Stress Resilience in Firefighters
Another four-week MBAT programme assigned 131 firefighters to an MBAT group, a relaxation training group or a no-treatment control group. The MBAT firefighters received informal mindfulness instruction on concentration, body awareness, open monitoring and connection accompanied with audio-guided practices, completing at least one per day. The relaxation programme employed guided imagery, breathing exercises and progressive muscle relaxation as well as audio practices. Those in the MBAT group showed greater increases in psychological resilience than the other groups. Furthermore, the more time firefighters also spent practicing mindfulness at home, the more likely they were to increase their attention and positive mood.
Daily Body Scans
A new German study has found that a daily body scan may reduce the impact of stress on the mind and body. Researchers assigned 47 young adults to either a body scan group that practiced a Mindfulness-Based Stress Reduction body scan, or an audiobook control group that listened to a novel. Both teams listened to their recordings for 20 minutes a day for eight weeks. Strands of the participants’ hair were tested before and after the study to measure cortisol and DHEA, which are biomarkers of stress including long–term stress patterns. They also completed a questionnaire about their stress level. After eight weeks, cortisol levels were shown to decrease in the body scan group but increase in the audiobook group. The body scan group also showed a greater decrease in their cortisol to DHEA ratio, indicating less biological stress than the control group.

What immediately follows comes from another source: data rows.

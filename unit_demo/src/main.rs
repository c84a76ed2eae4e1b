//! unit_demo - Assemble a sample unit from a roles config and print it
//!
//! ```text
//! unit_demo --roles unit_core/config/roles.json --label "Attack Tank"
//! ```

use clap::Parser;
use std::path::PathBuf;
use std::process::ExitCode;
use unit_core::{build_unit, default_roles, load_roles, OverrideMode, StatOption, Unit, UnitRequest};

#[derive(Parser, Debug)]
#[command(name = "unit_demo", about = "Build a unit from a roles config")]
struct Args {
    /// Roles config (.json or .toml); the embedded config is used when omitted
    #[arg(long)]
    roles: Option<PathBuf>,

    /// Log override discrepancies instead of failing
    #[arg(long)]
    lenient: bool,

    /// Primary role label
    #[arg(long, default_value = "Attack Tank")]
    label: String,
}

fn main() -> ExitCode {
    env_logger::init();
    let args = Args::parse();

    let schema = match &args.roles {
        Some(path) => match load_roles(path) {
            Ok(schema) => schema,
            Err(e) => {
                eprintln!("failed to load roles from {}: {}", path.display(), e);
                return ExitCode::FAILURE;
            }
        },
        None => default_roles(),
    };
    let mode = if args.lenient {
        OverrideMode::Lenient
    } else {
        OverrideMode::Strict
    };
    let schema = schema.with_mode(mode);

    let request = UnitRequest::new("Garen", 1)
        .with_traits(["Warlord", "Vanguard"])
        .with_roles([args.label.clone()]);
    let options = [
        StatOption::hp(650.0),
        StatOption::armor(35.0),
        StatOption::magic_resist(35.0),
        StatOption::attack_damage(55.0),
        StatOption::attack_speed(0.55),
        StatOption::range(1.0),
        // mana(min, max, start, regen/s, per hit)
        StatOption::mana(0.0, 70.0, 30.0, 0.0, 10.0),
        StatOption::crit_chance(0.25),
        StatOption::crit_damage(1.4),
    ];

    match build_unit(request, &schema, &options) {
        Ok(unit) => {
            print_unit(&unit);
            ExitCode::SUCCESS
        }
        Err(e) => {
            eprintln!("failed to build unit: {}", e);
            ExitCode::FAILURE
        }
    }
}

fn print_unit(unit: &Unit) {
    let s = &unit.stats;
    println!("\nUnit created successfully!");
    println!("- Id: {}", unit.id);
    println!("- Name: {}", unit.name);
    println!("- Cost: {}", unit.cost);
    println!("- Traits: {:?}", unit.traits);
    println!("- Roles: {:?}", unit.roles);

    println!("\nBase Stats:");
    println!("- HP: {:.0}", s.defense.hp);
    println!("- Armor: {:.0}", s.defense.armor);
    println!("- Magic Resist: {:.0}", s.defense.magic_resist);
    println!("- Attack Damage: {:.0}", s.offense.attack_damage);
    println!("- Ability Power: {:.0}", s.offense.ability_power);
    println!("- Attack Speed: {:.2}", s.offense.attack_speed);
    println!("- Range: {:.0}", s.offense.range);
    println!("- Crit Chance: {:.0}%", s.offense.crit_chance * 100.0);
    println!("- Crit Damage: {:.0}%", s.offense.crit_damage * 100.0);
    println!(
        "- Mana: {:.0}/{:.0} (start: {:.0}, regen: {:.1}/s, per-hit: {:.0})",
        s.resource.mana_min, s.resource.mana_max, s.resource.mana_start, s.resource.mana_regen, s.resource.mana_per_hit
    );
    let mfd = &s.resource.mana_from_damage;
    if mfd.enabled {
        println!(
            "- Mana from damage: {:.1}% pre / {:.1}% post mitigation (cap {:.1})",
            mfd.pre_mitigation_ratio * 100.0,
            mfd.post_mitigation_ratio * 100.0,
            mfd.per_instance_cap
        );
    }
}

A new review of various studies suggests that combining time outdoors with mindfulness is more beneficial than just one or the other. The review examined 25 existing studies of nature-based mindfulness programmes ranging from 15 minutes to 90 days, and with outdoor spaces ranging from small gardens to expansive outdoor areas. The results found that mindfulness practice in natural settings generally produced positive effects. Informal mindfulness practices such as open awareness and those focusing on producing a mindful state as opposed to building a mindful disposition in the outdoors tended to produce better results than those using formal meditation. The authors mused that experiencing the outdoors might lessen the mind’s tendency to wander, making it easier to remain in the present, as well as being out in the wild engendering “soft attention thereby allowing disengagement.”